=== Work instructions ===
Nothing but an exact copy of the data should be given.

=== Records to use ===
········

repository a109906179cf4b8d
//! The background loop that polls upstream and persists new videos.

use chrono::{DateTime, Utc};
use std::sync::Arc;
use std::time::Duration;
use tokio_util::sync::CancellationToken;
use tracing::{debug, error, info, warn};

use super::batch::{prepare_batch, MalformedItem};
use super::watermark::Watermark;
use crate::fetcher::{CredentialRotator, FailedCredential, RotationOutcome, SearchRequest};
use crate::server::metrics;
use crate::video_store::VideoStore;

#[derive(Debug, Clone)]
pub struct IngestionSettings {
    pub search_query: String,
    pub max_results: u32,
    pub fetch_interval: Duration,
    /// Wait after a cycle where every credential failed.
    pub cooldown_interval: Duration,
}

#[derive(Debug, Clone, Copy, PartialEq, Eq)]
pub enum LoopState {
    Fetching,
    Cycling(Duration),
    BackingOff(Duration),
    ShuttingDown,
}

#[derive(Debug, Clone, Copy, PartialEq, Eq)]
pub enum CycleOutcome {
    /// The batch was committed (possibly with zero new rows).
    Ingested,
    Empty,
    AllFailed,
    PersistenceFailed,
    /// Shutdown was requested while the fetch was in flight; results were dropped.
    Discarded,
}

impl CycleOutcome {
    pub fn as_str(&self) -> &'static str {
        match self {
            CycleOutcome::Ingested => "ingested",
            CycleOutcome::Empty => "empty",
            CycleOutcome::AllFailed => "all_failed",
            CycleOutcome::PersistenceFailed => "persistence_failed",
            CycleOutcome::Discarded => "discarded",
        }
    }
}

#[derive(Debug, Clone)]
pub struct CycleReport {
    pub outcome: CycleOutcome,
    pub inserted: usize,
    pub skipped: usize,
    pub malformed: Vec<MalformedItem>,
    pub credential_failures: Vec<FailedCredential>,
    pub watermark_before: DateTime<Utc>,
    pub watermark_after: DateTime<Utc>,
}

impl CycleReport {
    fn new(outcome: CycleOutcome, watermark: DateTime<Utc>) -> Self {
        Self {
            outcome,
            inserted: 0,
            skipped: 0,
            malformed: Vec::new(),
            credential_failures: Vec::new(),
            watermark_before: watermark,
            watermark_after: watermark,
        }
    }
}

pub struct IngestionLoop {
    rotator: CredentialRotator,
    store: Arc<dyn VideoStore>,
    watermark: Watermark,
    settings: IngestionSettings,
    state: LoopState,
}

impl IngestionLoop {
    pub fn new(
        rotator: CredentialRotator,
        store: Arc<dyn VideoStore>,
        watermark: Watermark,
        settings: IngestionSettings,
    ) -> Self {
        Self {
            rotator,
            store,
            watermark,
            settings,
            state: LoopState::Fetching,
        }
    }

    pub fn watermark(&self) -> DateTime<Utc> {
        self.watermark.get()
    }

    pub fn state(&self) -> LoopState {
        self.state
    }

    /// Runs until `shutdown` is cancelled.
    ///
    /// Waits between cycles end as soon as shutdown is requested. A fetch already in
    /// flight is allowed to finish (or time out) and its results are then dropped.
    pub async fn run(&mut self, shutdown: CancellationToken) {
        info!(
            "Starting ingestion loop for query '{}' with {} credential(s), watermark {}",
            self.settings.search_query,
            self.rotator.credentials_count(),
            self.watermark.get().to_rfc3339()
        );
        metrics::set_watermark(self.watermark.get());

        loop {
            self.state = match self.state {
                LoopState::Fetching if shutdown.is_cancelled() => LoopState::ShuttingDown,
                LoopState::Fetching => {
                    let report = self.run_cycle(&shutdown).await;
                    log_report(&report);
                    self.state
                }
                LoopState::Cycling(wait) | LoopState::BackingOff(wait) => {
                    tokio::select! {
                        _ = shutdown.cancelled() => LoopState::ShuttingDown,
                        _ = tokio::time::sleep(wait) => LoopState::Fetching,
                    }
                }
                LoopState::ShuttingDown => break,
            };
        }

        info!(
            "Ingestion loop stopped, watermark {}",
            self.watermark.get().to_rfc3339()
        );
    }

    /// Performs one fetch/dedup/persist cycle and moves the loop to its next state.
    pub async fn run_cycle(&mut self, shutdown: &CancellationToken) -> CycleReport {
        let report = self.cycle(shutdown).await;
        self.state = self.next_state(report.outcome);
        metrics::record_cycle(&report);
        report
    }

    fn next_state(&self, outcome: CycleOutcome) -> LoopState {
        match outcome {
            CycleOutcome::AllFailed => LoopState::BackingOff(self.settings.cooldown_interval),
            CycleOutcome::Discarded => LoopState::ShuttingDown,
            CycleOutcome::Ingested | CycleOutcome::Empty | CycleOutcome::PersistenceFailed => {
                LoopState::Cycling(self.settings.fetch_interval)
            }
        }
    }

    async fn cycle(&mut self, shutdown: &CancellationToken) -> CycleReport {
        let watermark_before = self.watermark.get();
        let request = SearchRequest::new(
            self.settings.search_query.clone(),
            watermark_before,
            self.settings.max_results,
        );
        debug!(
            "Fetching '{}' published after {}",
            request.query,
            watermark_before.to_rfc3339()
        );

        let (items, credential_failures) = match self.rotator.fetch(&request, shutdown).await {
            RotationOutcome::Fetched {
                items, failures, ..
            } => (items, failures),
            RotationOutcome::AllFailed { failures } => {
                let mut report = CycleReport::new(CycleOutcome::AllFailed, watermark_before);
                report.credential_failures = failures;
                return report;
            }
            RotationOutcome::Interrupted { failures } => {
                let mut report = CycleReport::new(CycleOutcome::Discarded, watermark_before);
                report.credential_failures = failures;
                return report;
            }
        };

        if shutdown.is_cancelled() {
            let mut report = CycleReport::new(CycleOutcome::Discarded, watermark_before);
            report.credential_failures = credential_failures;
            return report;
        }
        if items.is_empty() {
            let mut report = CycleReport::new(CycleOutcome::Empty, watermark_before);
            report.credential_failures = credential_failures;
            return report;
        }

        let batch = match prepare_batch(&items, self.store.as_ref()) {
            Ok(batch) => batch,
            Err(err) => {
                error!("Failed to check batch against store: {:#}", err);
                let mut report =
                    CycleReport::new(CycleOutcome::PersistenceFailed, watermark_before);
                report.credential_failures = credential_failures;
                return report;
            }
        };

        let mut report = CycleReport::new(CycleOutcome::Ingested, watermark_before);
        report.credential_failures = credential_failures;
        report.skipped = batch.skipped;
        report.malformed = batch.malformed;

        if !batch.staged.is_empty() {
            match self.store.insert_batch(&batch.staged) {
                Ok(outcome) => {
                    report.inserted = outcome.inserted;
                    // Rows that appeared between the existence check and the insert.
                    report.skipped += outcome.skipped;
                }
                Err(err) => {
                    error!(
                        "Failed to persist batch of {} videos: {:#}",
                        batch.staged.len(),
                        err
                    );
                    report.outcome = CycleOutcome::PersistenceFailed;
                    return report;
                }
            }
        }

        if let Some(latest) = batch.max_published_at {
            self.watermark.advance(latest);
        }
        report.watermark_after = self.watermark.get();
        report
    }
}

fn log_report(report: &CycleReport) {
    match report.outcome {
        CycleOutcome::Ingested => info!(
            "Ingested {} new videos, skipped {}, malformed {}; watermark {}",
            report.inserted,
            report.skipped,
            report.malformed.len(),
            report.watermark_after.to_rfc3339()
        ),
        CycleOutcome::Empty => info!("No new videos since {}", report.watermark_before.to_rfc3339()),
        CycleOutcome::AllFailed => warn!(
            "All {} credential(s) failed, backing off",
            report.credential_failures.len()
        ),
        CycleOutcome::PersistenceFailed => warn!("Batch discarded after storage failure"),
        CycleOutcome::Discarded => info!("Shutdown requested, discarding fetched batch"),
    }
    for malformed in &report.malformed {
        warn!(
            "Skipped malformed item #{} ({}): {}",
            malformed.position,
            malformed.video_id.as_deref().unwrap_or("no id"),
            malformed.reason
        );
    }
}
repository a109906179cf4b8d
mod requests_logging;

pub use requests_logging::{log_requests, RequestsLoggingLevel};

········

=== Task response ===
repository a109906179cf4b8d
//! The background loop that polls upstream and persists new videos.

use chrono::{DateTime, Utc};
use std::sync::Arc;
use std::time::Duration;
use tokio_util::sync::CancellationToken;
use tracing::{debug, error, info, warn};

use super::batch::{prepare_batch, MalformedItem};
use super::watermark::Watermark;
use crate::fetcher::{CredentialRotator, FailedCredential, RotationOutcome, SearchRequest};
use crate::server::metrics;
use crate::video_store::VideoStore;

#[derive(Debug, Clone)]
pub struct IngestionSettings {
    pub search_query: String,
    pub max_results: u32,
    pub fetch_interval: Duration,
    /// Wait after a cycle where every credential failed.
    pub cooldown_interval: Duration,
}

#[derive(Debug, Clone, Copy, PartialEq, Eq)]
pub enum LoopState {
    Fetching,
    Cycling(Duration),
    BackingOff(Duration),
    ShuttingDown,
}

#[derive(Debug, Clone, Copy, PartialEq, Eq)]
pub enum CycleOutcome {
    /// The batch was committed (possibly with zero new rows).
    Ingested,
    Empty,
    AllFailed,
    PersistenceFailed,
    /// Shutdown was requested while the fetch was in flight; results were dropped.
    Discarded,
}

impl CycleOutcome {
    pub fn as_str(&self) -> &'static str {
        match self {
            CycleOutcome::Ingested => "ingested",
            CycleOutcome::Empty => "empty",
            CycleOutcome::AllFailed => "all_failed",
            CycleOutcome::PersistenceFailed => "persistence_failed",
            CycleOutcome::Discarded => "discarded",
        }
    }
}

#[derive(Debug, Clone)]
pub struct CycleReport {
    pub outcome: CycleOutcome,
    pub inserted: usize,
    pub skipped: usize,
    pub malformed: Vec<MalformedItem>,
    pub credential_failures: Vec<FailedCredential>,
    pub watermark_before: DateTime<Utc>,
    pub watermark_after: DateTime<Utc>,
}

impl CycleReport {
    fn new(outcome: CycleOutcome, watermark: DateTime<Utc>) -> Self {
        Self {
            outcome,
            inserted: 0,
            skipped: 0,
            malformed: Vec::new(),
            credential_failures: Vec::new(),
            watermark_before: watermark,
            watermark_after: watermark,
        }
    }
}

pub struct IngestionLoop {
    rotator: CredentialRotator,
    store: Arc<dyn VideoStore>,
    watermark: Watermark,
    settings: IngestionSettings,
    state: LoopState,
}

impl IngestionLoop {
    pub fn new(
        rotator: CredentialRotator,
        store: Arc<dyn VideoStore>,
        watermark: Watermark,
        settings: IngestionSettings,
    ) -> Self {
        Self {
            rotator,
            store,
            watermark,
            settings,
            state: LoopState::Fetching,
        }
    }

    pub fn watermark(&self) -> DateTime<Utc> {
        self.watermark.get()
    }

    pub fn state(&self) -> LoopState {
        self.state
    }

    /// Runs until `shutdown` is cancelled.
    ///
    /// Waits between cycles end as soon as shutdown is requested. A fetch already in
    /// flight is allowed to finish (or time out) and its results are then dropped.
    pub async fn run(&mut self, shutdown: CancellationToken) {
        info!(
            "Starting ingestion loop for query '{}' with {} credential(s), watermark {}",
            self.settings.search_query,
            self.rotator.credentials_count(),
            self.watermark.get().to_rfc3339()
        );
        metrics::set_watermark(self.watermark.get());

        loop {
            self.state = match self.state {
                LoopState::Fetching if shutdown.is_cancelled() => LoopState::ShuttingDown,
                LoopState::Fetching => {
                    let report = self.run_cycle(&shutdown).await;
                    log_report(&report);
                    self.state
                }
                LoopState::Cycling(wait) | LoopState::BackingOff(wait) => {
                    tokio::select! {
                        _ = shutdown.cancelled() => LoopState::ShuttingDown,
                        _ = tokio::time::sleep(wait) => LoopState::Fetching,
                    }
                }
                LoopState::ShuttingDown => break,
            };
        }

        info!(
            "Ingestion loop stopped, watermark {}",
            self.watermark.get().to_rfc3339()
        );
    }

    /// Performs one fetch/dedup/persist cycle and moves the loop to its next state.
    pub async fn run_cycle(&mut self, shutdown: &CancellationToken) -> CycleReport {
        let report = self.cycle(shutdown).await;
        self.state = self.next_state(report.outcome);
        metrics::record_cycle(&report);
        report
    }

    fn next_state(&self, outcome: CycleOutcome) -> LoopState {
        match outcome {
            CycleOutcome::AllFailed => LoopState::BackingOff(self.settings.cooldown_interval),
            CycleOutcome::Discarded => LoopState::ShuttingDown,
            CycleOutcome::Ingested | CycleOutcome::Empty | CycleOutcome::PersistenceFailed => {
                LoopState::Cycling(self.settings.fetch_interval)
            }
        }
    }

    async fn cycle(&mut self, shutdown: &CancellationToken) -> CycleReport {
        let watermark_before = self.watermark.get();
        let request = SearchRequest::new(
            self.settings.search_query.clone(),
            watermark_before,
            self.settings.max_results,
        );
        debug!(
            "Fetching '{}' published after {}",
            request.query,
            watermark_before.to_rfc3339()
        );

        let (items, credential_failures) = match self.rotator.fetch(&request, shutdown).await {
            RotationOutcome::Fetched {
                items, failures, ..
            } => (items, failures),
            RotationOutcome::AllFailed { failures } => {
                let mut report = CycleReport::new(CycleOutcome::AllFailed, watermark_before);
                report.credential_failures = failures;
                return report;
            }
            RotationOutcome::Interrupted { failures } => {
                let mut report = CycleReport::new(CycleOutcome::Discarded, watermark_before);
                report.credential_failures = failures;
                return report;
            }
        };

        if shutdown.is_cancelled() {
            let mut report = CycleReport::new(CycleOutcome::Discarded, watermark_before);
            report.credential_failures = credential_failures;
            return report;
        }
        if items.is_empty() {
            let mut report = CycleReport::new(CycleOutcome::Empty, watermark_before);
            report.credential_failures = credential_failures;
            return report;
        }

        let batch = match prepare_batch(&items, self.store.as_ref()) {
            Ok(batch) => batch,
            Err(err) => {
                error!("Failed to check batch against store: {:#}", err);
                let mut report =
                    CycleReport::new(CycleOutcome::PersistenceFailed, watermark_before);
                report.credential_failures = credential_failures;
                return report;
            }
        };

        let mut report = CycleReport::new(CycleOutcome::Ingested, watermark_before);
        report.credential_failures = credential_failures;
        report.skipped = batch.skipped;
        report.malformed = batch.malformed;

        if !batch.staged.is_empty() {
            match self.store.insert_batch(&batch.staged) {
                Ok(outcome) => {
                    report.inserted = outcome.inserted;
                    // Rows that appeared between the existence check and the insert.
                    report.skipped += outcome.skipped;
                }
                Err(err) => {
                    error!(
                        "Failed to persist batch of {} videos: {:#}",
                        batch.staged.len(),
                        err
                    );
                    report.outcome = CycleOutcome::PersistenceFailed;
                    return report;
                }
            }
        }

        if let Some(latest) = batch.max_published_at {
            self.watermark.advance(latest);
        }
        report.watermark_after = self.watermark.get();
        report
    }
}

fn log_report(report: &CycleReport) {
    match report.outcome {
        CycleOutcome::Ingested => info!(
            "Ingested {} new videos, skipped {}, malformed {}; watermark {}",
            report.inserted,
            report.skipped,
            report.malformed.len(),
            report.watermark_after.to_rfc3339()
        ),
        CycleOutcome::Empty => info!("No new videos since {}", report.watermark_before.to_rfc3339()),
        CycleOutcome::AllFailed => warn!(
            "All {} credential(s) failed, backing off",
            report.credential_failures.len()
        ),
        CycleOutcome::PersistenceFailed => warn!("Batch discarded after storage failure"),
        CycleOutcome::Discarded => info!("Shutdown requested, discarding fetched batch"),
    }
    for malformed in &report.malformed {
        warn!(
            "Skipped malformed item #{} ({}): {}",
            malformed.position,
            malformed.video_id.as_deref().unwrap_or("no id"),
            malformed.reason
        );
    }
}
repository a109906179cf4b8d
mod requests_logging;

pub use requests_logging::{log_requests, RequestsLoggingLevel};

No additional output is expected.